Monday, June 22, 2015

Parents on holiday.

My mother spent many years helping me exercise every single day. Regardless of whether  it was a weekday or a weekend we'd be right on that mat on the floor, stretching, moving and turning for hours. But when summers came she'd often send me away for a week or two if not more.The goal was to get me away from the home and out of the city. There was no pleading with her. For me it was a wasted time. I'd be stuck with an aunt or an uncle in the middle of nowhere with nothing to do. I'd end up on my grandmother's farm or a cabin in the woods just counting the days for someone to put me out of my mystery. I was there with no computer, a black and white TV and electricity being often out for hours. For a young boy it was version of hell. I didn't really like going to school growing up (although I was a good student) so I hated the feeling of wasting most of my break on this only to return before classes resumed again. I tried pleading and reasoning with my mom telling her how all of this gave me anxiety but the fact was that the break wasn't for my benefit. It was for hers. She told me on one or two occasions, when I got really upset about having to stay with yet another relative that she needed a break for me. And that we needed a break from each other. It's not a nice feeling when you think of yourself as a burden or a task that people need to take a break from. It frames you as a thing rather than a person. For many years however my rehabilitation was my mother's full time job. My father had an outlet, he had a job - often two- outside of the house. And caring for a special needs child, being a nurse, a therapist, a nutritionist in addition to simply parenting has to get exhausting sometimes. Yes, I know that this is what parents do and they do it with a smile when they come to call. But isn't it emotionally and physically draining sometimes when you take on so much? Doesn't everyone deserve a vacation?

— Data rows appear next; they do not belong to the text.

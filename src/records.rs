use smallvec::SmallVec;

use crate::error::{Result, StoreError};
use crate::ids::IdType;

pub type NodeId = u64;
pub type RelId = u64;
pub type PropertyId = u64;
pub type BlockId = u64;
pub type KeyId = u32;
pub type RelTypeId = u32;

/// Flags shared by every record kind, embedded by composition.
///
/// `created` and `changed` are transaction-local: they describe what this
/// transaction did to the record and never reach the store.
#[derive(Debug, Clone, Copy, Default, PartialEq, Eq)]
pub struct RecordHeader {
    pub in_use: bool,
    pub created: bool,
    pub changed: bool,
}

impl RecordHeader {
    pub fn in_use() -> Self {
        Self {
            in_use: true,
            created: false,
            changed: false,
        }
    }

    pub fn created() -> Self {
        Self {
            in_use: true,
            created: true,
            changed: false,
        }
    }
}

#[derive(Debug, Clone, PartialEq)]
pub struct NodeRecord {
    pub id: NodeId,
    pub header: RecordHeader,
    /// Head of the relationship adjacency chain.
    pub next_rel: Option<RelId>,
    /// Head of the property chain.
    pub next_prop: Option<PropertyId>,
}

impl NodeRecord {
    pub fn new(id: NodeId) -> Self {
        Self {
            id,
            header: RecordHeader::default(),
            next_rel: None,
            next_prop: None,
        }
    }

    pub fn created(id: NodeId) -> Self {
        Self {
            header: RecordHeader::created(),
            ..Self::new(id)
        }
    }
}

#[derive(Debug, Clone, PartialEq)]
pub struct RelationshipRecord {
    pub id: RelId,
    pub header: RecordHeader,
    pub first_node: NodeId,
    pub second_node: NodeId,
    pub type_id: RelTypeId,
    /// Position in the first node's adjacency chain.
    pub first_prev_rel: Option<RelId>,
    pub first_next_rel: Option<RelId>,
    /// Position in the second node's adjacency chain.
    pub second_prev_rel: Option<RelId>,
    pub second_next_rel: Option<RelId>,
    pub next_prop: Option<PropertyId>,
}

impl RelationshipRecord {
    pub fn new(id: RelId, first_node: NodeId, second_node: NodeId, type_id: RelTypeId) -> Self {
        Self {
            id,
            header: RecordHeader::default(),
            first_node,
            second_node,
            type_id,
            first_prev_rel: None,
            first_next_rel: None,
            second_prev_rel: None,
            second_next_rel: None,
            next_prop: None,
        }
    }

    /// Next pointer of the chain this relationship occupies for `node`.
    pub fn next_for(&self, node: NodeId) -> Result<Option<RelId>> {
        if self.first_node == node {
            Ok(self.first_next_rel)
        } else if self.second_node == node {
            Ok(self.second_next_rel)
        } else {
            Err(StoreError::InvalidRecord(format!(
                "relationship {} does not touch node {node}",
                self.id
            )))
        }
    }
}

/// Which logical value kind produced a dynamic block; each kind has its own
/// free list.
#[derive(Debug, Copy, Clone, Eq, PartialEq)]
pub enum DynamicKind {
    StringValue,
    ArrayValue,
    KeyName,
    TypeName,
}

impl DynamicKind {
    pub fn id_type(self) -> IdType {
        match self {
            DynamicKind::StringValue => IdType::StringBlock,
            DynamicKind::ArrayValue => IdType::ArrayBlock,
            DynamicKind::KeyName => IdType::PropertyIndexBlock,
            DynamicKind::TypeName => IdType::RelationshipTypeBlock,
        }
    }
}

/// Payload of a dynamic block: unloaded, raw bytes, or UTF-16 code units.
/// Bytes and chars are mutually exclusive per record.
#[derive(Debug, Clone, PartialEq, Eq)]
pub enum DynamicData {
    Light,
    Bytes(Vec<u8>),
    Chars(Vec<u16>),
}

/// One overflow block of an oversized value, chained forward to the next.
#[derive(Debug, Clone, PartialEq)]
pub struct DynamicRecord {
    pub id: BlockId,
    pub header: RecordHeader,
    pub kind: DynamicKind,
    pub length: u32,
    pub prev_block: Option<BlockId>,
    pub next_block: Option<BlockId>,
    data: DynamicData,
}

impl DynamicRecord {
    pub fn new(id: BlockId, kind: DynamicKind) -> Self {
        Self {
            id,
            header: RecordHeader::default(),
            kind,
            length: 0,
            prev_block: None,
            next_block: None,
            data: DynamicData::Light,
        }
    }

    pub fn is_light(&self) -> bool {
        self.data == DynamicData::Light
    }

    /// Turning the in-use flag off discards the bulk payload.
    pub fn set_in_use(&mut self, in_use: bool) {
        self.header.in_use = in_use;
        if !in_use {
            self.data = DynamicData::Light;
        }
    }

    pub fn set_bytes(&mut self, data: Vec<u8>) {
        self.length = data.len() as u32;
        self.data = DynamicData::Bytes(data);
    }

    pub fn set_chars(&mut self, data: Vec<u16>) {
        self.length = (data.len() * 2) as u32;
        self.data = DynamicData::Chars(data);
    }

    /// Raw payload bytes. Reading while light is a programming error.
    pub fn bytes(&self) -> Result<&[u8]> {
        match &self.data {
            DynamicData::Bytes(data) => Ok(data),
            DynamicData::Light => Err(StoreError::IllegalState(format!(
                "dynamic block {} read while light",
                self.id
            ))),
            DynamicData::Chars(_) => Err(StoreError::IllegalState(format!(
                "dynamic block {} holds char data",
                self.id
            ))),
        }
    }

    pub fn chars(&self) -> Result<&[u16]> {
        match &self.data {
            DynamicData::Chars(data) => Ok(data),
            DynamicData::Light => Err(StoreError::IllegalState(format!(
                "dynamic block {} read while light",
                self.id
            ))),
            DynamicData::Bytes(_) => Err(StoreError::IllegalState(format!(
                "dynamic block {} holds byte data",
                self.id
            ))),
        }
    }

    pub fn data(&self) -> &DynamicData {
        &self.data
    }
}

/// The record-level view of a property value.
#[derive(Debug, Clone, PartialEq)]
pub enum PropertyStorage {
    Bool(bool),
    Int(i64),
    Float(f64),
    String(DynamicChain),
    Array(DynamicChain),
}

impl PropertyStorage {
    pub fn chain(&self) -> Option<&DynamicChain> {
        match self {
            PropertyStorage::String(chain) | PropertyStorage::Array(chain) => Some(chain),
            _ => None,
        }
    }

    pub fn chain_mut(&mut self) -> Option<&mut DynamicChain> {
        match self {
            PropertyStorage::String(chain) | PropertyStorage::Array(chain) => Some(chain),
            _ => None,
        }
    }

    pub fn dynamic_kind(&self) -> Option<DynamicKind> {
        match self {
            PropertyStorage::String(_) => Some(DynamicKind::StringValue),
            PropertyStorage::Array(_) => Some(DynamicKind::ArrayValue),
            _ => None,
        }
    }
}

/// A reference to a dynamic-block chain, either unloaded or materialized.
#[derive(Debug, Clone, PartialEq)]
pub struct DynamicChain {
    pub first_block: BlockId,
    pub payload: ChainPayload,
}

#[derive(Debug, Clone, PartialEq)]
pub enum ChainPayload {
    Light,
    Loaded(SmallVec<[DynamicRecord; 2]>),
}

impl DynamicChain {
    pub fn light(first_block: BlockId) -> Self {
        Self {
            first_block,
            payload: ChainPayload::Light,
        }
    }

    pub fn loaded(first_block: BlockId, records: SmallVec<[DynamicRecord; 2]>) -> Self {
        Self {
            first_block,
            payload: ChainPayload::Loaded(records),
        }
    }

    pub fn is_light(&self) -> bool {
        matches!(self.payload, ChainPayload::Light)
    }

    pub fn records(&self) -> Result<&[DynamicRecord]> {
        match &self.payload {
            ChainPayload::Loaded(records) => Ok(records),
            ChainPayload::Light => Err(StoreError::IllegalState(format!(
                "dynamic chain at block {} read while light",
                self.first_block
            ))),
        }
    }
}

#[derive(Debug, Copy, Clone, Eq, PartialEq)]
pub enum PropertyOwner {
    Node(NodeId),
    Rel(RelId),
}

#[derive(Debug, Clone, PartialEq)]
pub struct PropertyRecord {
    pub id: PropertyId,
    pub header: RecordHeader,
    pub owner: Option<PropertyOwner>,
    pub key_id: KeyId,
    pub prev_prop: Option<PropertyId>,
    pub next_prop: Option<PropertyId>,
    pub value: PropertyStorage,
    /// Dynamic records released by a change or remove in this transaction,
    /// carried so the command apply can free their identifiers.
    pub freed_blocks: Vec<DynamicRecord>,
}

impl PropertyRecord {
    pub fn created(
        id: PropertyId,
        owner: PropertyOwner,
        key_id: KeyId,
        value: PropertyStorage,
    ) -> Self {
        Self {
            id,
            header: RecordHeader::created(),
            owner: Some(owner),
            key_id,
            prev_prop: None,
            next_prop: None,
            value,
            freed_blocks: Vec::new(),
        }
    }

    /// Whether the value chain still needs materialization before the value
    /// can be read or its blocks freed.
    pub fn is_light(&self) -> bool {
        self.value.chain().is_some_and(|chain| chain.is_light())
    }

    /// Turning the in-use flag off discards any materialized chain payload
    /// into `freed_blocks` with each block marked not-in-use.
    pub fn set_in_use(&mut self, in_use: bool) {
        self.header.in_use = in_use;
        if !in_use {
            self.release_value_blocks();
        }
    }

    /// Moves the current value's dynamic records into `freed_blocks`,
    /// marking each not-in-use. The chain must be heavy if one exists.
    pub fn release_value_blocks(&mut self) {
        if let Some(chain) = self.value.chain_mut() {
            if let ChainPayload::Loaded(records) = &mut chain.payload {
                for mut record in records.drain(..) {
                    record.set_in_use(false);
                    self.freed_blocks.push(record);
                }
            }
        }
    }
}

#[derive(Debug, Clone, PartialEq)]
pub struct PropertyIndexRecord {
    pub id: KeyId,
    pub header: RecordHeader,
    pub name_block: BlockId,
    pub name_records: Vec<DynamicRecord>,
}

impl PropertyIndexRecord {
    pub fn created(id: KeyId, name_block: BlockId) -> Self {
        Self {
            id,
            header: RecordHeader::created(),
            name_block,
            name_records: Vec::new(),
        }
    }
}

#[derive(Debug, Clone, PartialEq)]
pub struct RelationshipTypeRecord {
    pub id: RelTypeId,
    pub header: RecordHeader,
    pub name_block: BlockId,
    pub name_records: Vec<DynamicRecord>,
}

impl RelationshipTypeRecord {
    pub fn created(id: RelTypeId, name_block: BlockId) -> Self {
        Self {
            id,
            header: RecordHeader::created(),
            name_block,
            name_records: Vec::new(),
        }
    }
}

#[cfg(test)]
mod tests {
    use super::*;

    #[test]
    fn dynamic_record_discards_payload_when_freed() {
        let mut record = DynamicRecord::new(7, DynamicKind::StringValue);
        record.header.in_use = true;
        record.set_bytes(b"oversized".to_vec());
        assert_eq!(record.length, 9);
        record.set_in_use(false);
        assert!(record.is_light());
        assert!(record.bytes().is_err());
    }

    #[test]
    fn light_chain_read_is_illegal_state() {
        let chain = DynamicChain::light(3);
        assert!(matches!(
            chain.records(),
            Err(StoreError::IllegalState(_))
        ));
    }

    #[test]
    fn property_release_moves_blocks_to_freed() {
        let mut block = DynamicRecord::new(11, DynamicKind::StringValue);
        block.header.in_use = true;
        block.set_bytes(vec![1, 2, 3]);
        let chain = DynamicChain::loaded(11, SmallVec::from_vec(vec![block]));
        let mut record = PropertyRecord::created(
            5,
            PropertyOwner::Node(1),
            0,
            PropertyStorage::String(chain),
        );
        record.set_in_use(false);
        assert_eq!(record.freed_blocks.len(), 1);
        assert!(!record.freed_blocks[0].header.in_use);
        assert!(record.value.chain().unwrap().records().unwrap().is_empty());
    }

    #[test]
    fn relationship_next_for_rejects_foreign_node() {
        let rel = RelationshipRecord::new(1, 10, 20, 0);
        assert!(rel.next_for(10).is_ok());
        assert!(rel.next_for(20).is_ok());
        assert!(matches!(
            rel.next_for(30),
            Err(StoreError::InvalidRecord(_))
        ));
    }
}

I was reminded of this as my Florida nonprofit was investigating ways to help a girl with a brain injury in my native Poland. A violent incident and a chain of events that followed rendered her with no long term or short term memory. It was a heartbreaking story that made the headlines and we wanted to do something.  Our focus was to see if we can get involved to find a therapy or treatment to get her out of that state. We asked family members to look into her situation. But the information we got was primarily about the mother. Always there, always silent, supportive and trying to  get her daughter back. A single parent.  For a shred of memory and a bit of improvement she gave her life for her daughter's in a sense, trying to get her back for the last ten years. And she might never be as she was. I understand the need to help her, but who's going to help the mother?- our contact said- She needs a break, she's always there. There should be a non profit that sends people caring for family members with disability on vacation. Well, it's outside of what we do, but maybe there should. Because it is hard work, day in and day out. And we rarely seem to notice, taking sacrifices for granted because it's "what parents do". But what parents also do have is a breaking point and they're only human. And this made me think of all the times I was stuck in "nature' so my mom would get what she needed to recharge her batteries. Many don't even get that much I guess.